BEGIN DATA FOR ANALYSIS

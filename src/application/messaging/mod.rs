//! Message handling - Parsing and routing of incoming text

pub mod dispatcher;
pub mod parser;

pub use dispatcher::MessageDispatcher;
pub use parser::MessageParser;
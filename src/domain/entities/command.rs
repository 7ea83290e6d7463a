use std::collections::HashMap;
use std::sync::Arc;

use futures::future::BoxFuture;

use crate::application::errors::CommandError;
use crate::domain::entities::{Message, Reply};

/// Command handler function type
pub type CommandHandler =
    Arc<dyn Fn(Message) -> BoxFuture<'static, Result<Reply, CommandError>> + Send + Sync>;

/// Represents a bot command
#[derive(Clone)]
pub struct Command {
    pub name: String,
    pub description: Option<String>,
    pub aliases: Vec<String>,
    pub usage: Option<String>,
    pub handler: Option<CommandHandler>,
}

impl Command {
    pub fn new(name: impl Into<String>) -> Self {
        Self {
            name: name.into(),
            description: None,
            aliases: Vec::new(),
            usage: None,
            handler: None,
        }
    }

    pub fn with_description(mut self, desc: impl Into<String>) -> Self {
        self.description = Some(desc.into());
        self
    }

    pub fn with_aliases(mut self, aliases: Vec<String>) -> Self {
        self.aliases = aliases;
        self
    }

    pub fn with_usage(mut self, usage: impl Into<String>) -> Self {
        self.usage = Some(usage.into());
        self
    }

    pub fn with_handler<F>(mut self, handler: F) -> Self
    where
        F: Fn(Message) -> BoxFuture<'static, Result<Reply, CommandError>> + Send + Sync + 'static,
    {
        self.handler = Some(Arc::new(handler));
        self
    }

    pub fn matches(&self, input: &str) -> bool {
        self.name.eq_ignore_ascii_case(input)
            || self.aliases.iter().any(|a| a.eq_ignore_ascii_case(input))
    }
}

/// Command registry for managing available commands
#[derive(Default)]
pub struct CommandRegistry {
    commands: HashMap<String, Command>,
}

impl CommandRegistry {
    pub fn new() -> Self {
        Self::default()
    }

    pub fn register(&mut self, command: Command) {
        self.commands.insert(command.name.clone(), command);
    }

    pub fn find(&self, input: &str) -> Option<&Command> {
        self.commands.values().find(|c| c.matches(input))
    }

    /// Commands sorted by name
    pub fn all(&self) -> Vec<&Command> {
        let mut all: Vec<&Command> = self.commands.values().collect();
        all.sort_by(|a, b| a.name.cmp(&b.name));
        all
    }

    pub fn len(&self) -> usize {
        self.commands.len()
    }

    pub fn is_empty(&self) -> bool {
        self.commands.is_empty()
    }
}

#[cfg(test)]
mod tests {
    use super::*;

    #[test]
    fn test_find_is_case_insensitive_and_uses_aliases() {
        let mut registry = CommandRegistry::new();
        registry.register(Command::new("help").with_aliases(vec!["start".to_string()]));
        registry.register(Command::new("calc"));

        assert_eq!(registry.find("CALC").map(|c| c.name.as_str()), Some("calc"));
        assert_eq!(registry.find("start").map(|c| c.name.as_str()), Some("help"));
        assert!(registry.find("mnrew").is_none());
        assert_eq!(registry.len(), 2);
    }

    #[test]
    fn test_all_is_sorted() {
        let mut registry = CommandRegistry::new();
        for name in ["mnrew", "about", "halving"] {
            registry.register(Command::new(name));
        }
        let names: Vec<&str> = registry.all().iter().map(|c| c.name.as_str()).collect();
        assert_eq!(names, vec!["about", "halving", "mnrew"]);
    }
}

END DATA FOR ANALYSIS

Whenever "Send" shows up in a line of the listing, copy that whole line.

    Arc<dyn Fn(Message) -> BoxFuture<'static, Result<Reply, CommandError>> + Send + Sync>;
        F: Fn(Message) -> BoxFuture<'static, Result<Reply, CommandError>> + Send + Sync + 'static,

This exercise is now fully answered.